====== Supplied data

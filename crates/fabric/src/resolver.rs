//! Template resolver seam
//!
//! Pod entries of a root template reference other templates or definitions.
//! Fetching them is the only part of fabric generation that talks to the
//! outside world; this trait abstracts it so the generator can run against
//! the Kubernetes API, an in-memory store, or a test double.

use crds::{DefinitionSpec, FabricTemplate, TopologyResourceReference};
use thiserror::Error;

/// Errors returned by a [`TemplateResolver`]
#[derive(Debug, Error)]
pub enum ResolveError {
    /// The referenced object does not exist (yet)
    #[error("{kind} {name} not found")]
    NotFound {
        /// Kind of the referenced object ("Template" or "Definition")
        kind: &'static str,
        /// Namespaced name of the referenced object
        name: String,
    },

    /// Kubernetes API error
    #[error("Kubernetes error: {0}")]
    Kube(#[from] kube::Error),

    /// The referenced object exists but cannot be used
    #[error("Invalid object: {0}")]
    Invalid(String),
}

impl ResolveError {
    /// Whether the referenced object is missing, which callers usually treat as transient
    #[must_use]
    pub fn is_not_found(&self) -> bool {
        matches!(self, ResolveError::NotFound { .. })
    }
}

/// Lookup of templates and definitions referenced from a root template
///
/// All async methods must be `Send` to work with Tokio's work-stealing runtime.
#[async_trait::async_trait]
pub trait TemplateResolver: Send + Sync {
    /// Fetch the fabric template of a `Template` object
    async fn get_template(
        &self,
        reference: &TopologyResourceReference,
    ) -> Result<FabricTemplate, ResolveError>;

    /// Fetch the spec of a `Definition` object
    async fn get_definition(
        &self,
        reference: &TopologyResourceReference,
    ) -> Result<DefinitionSpec, ResolveError>;
}
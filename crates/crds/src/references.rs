//! Kubernetes object references for topology CRDs
//!
//! Pod entries of a fabric template point at other templates or at
//! definitions. A reference names the target object and optionally its
//! namespace; without a namespace the reference resolves in the namespace
//! chosen by whoever resolves it.

use std::fmt;

use schemars::JsonSchema;
use serde::{Deserialize, Serialize};

/// Namespaced reference to another topology resource
#[derive(Debug, Clone, Serialize, Deserialize, JsonSchema, PartialEq, Eq, Hash)]
#[serde(rename_all = "camelCase")]
pub struct TopologyResourceReference {
    /// Name of the referenced resource
    pub name: String,

    /// Namespace of the referenced resource (defaults to the resolver's namespace)
    #[serde(default, skip_serializing_if = "Option::is_none")]
    pub namespace: Option<String>,
}

impl TopologyResourceReference {
    /// Create a reference in the resolver's default namespace
    pub fn new(name: impl Into<String>) -> Self {
        Self {
            name: name.into(),
            namespace: None,
        }
    }

    /// Create a reference pinned to a namespace
    pub fn with_namespace(name: impl Into<String>, namespace: impl Into<String>) -> Self {
        Self {
            name: name.into(),
            namespace: Some(namespace.into()),
        }
    }

    /// Namespace of the reference, or `default` when none is set
    #[must_use]
    pub fn namespace_or<'a>(&'a self, default: &'a str) -> &'a str {
        self.namespace.as_deref().unwrap_or(default)
    }
}

impl fmt::Display for TopologyResourceReference {
    fn fmt(&self, f: &mut fmt::Formatter<'_>) -> fmt::Result {
        match &self.namespace {
            Some(ns) => write!(f, "{}/{}", ns, self.name),
            None => f.write_str(&self.name),
        }
    }
}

============

**Task details:**
The required output is the stretch of entries above from the line containing "Fetch the spec" through the line containing "filename crates/crds/src/references.rs", reproduced exactly.

**Reply:**
    /// Fetch the spec of a `Definition` object
    async fn get_definition(
        &self,
        reference: &TopologyResourceReference,
    ) -> Result<DefinitionSpec, ResolveError>;
}
filename crates/crds/src/references.rs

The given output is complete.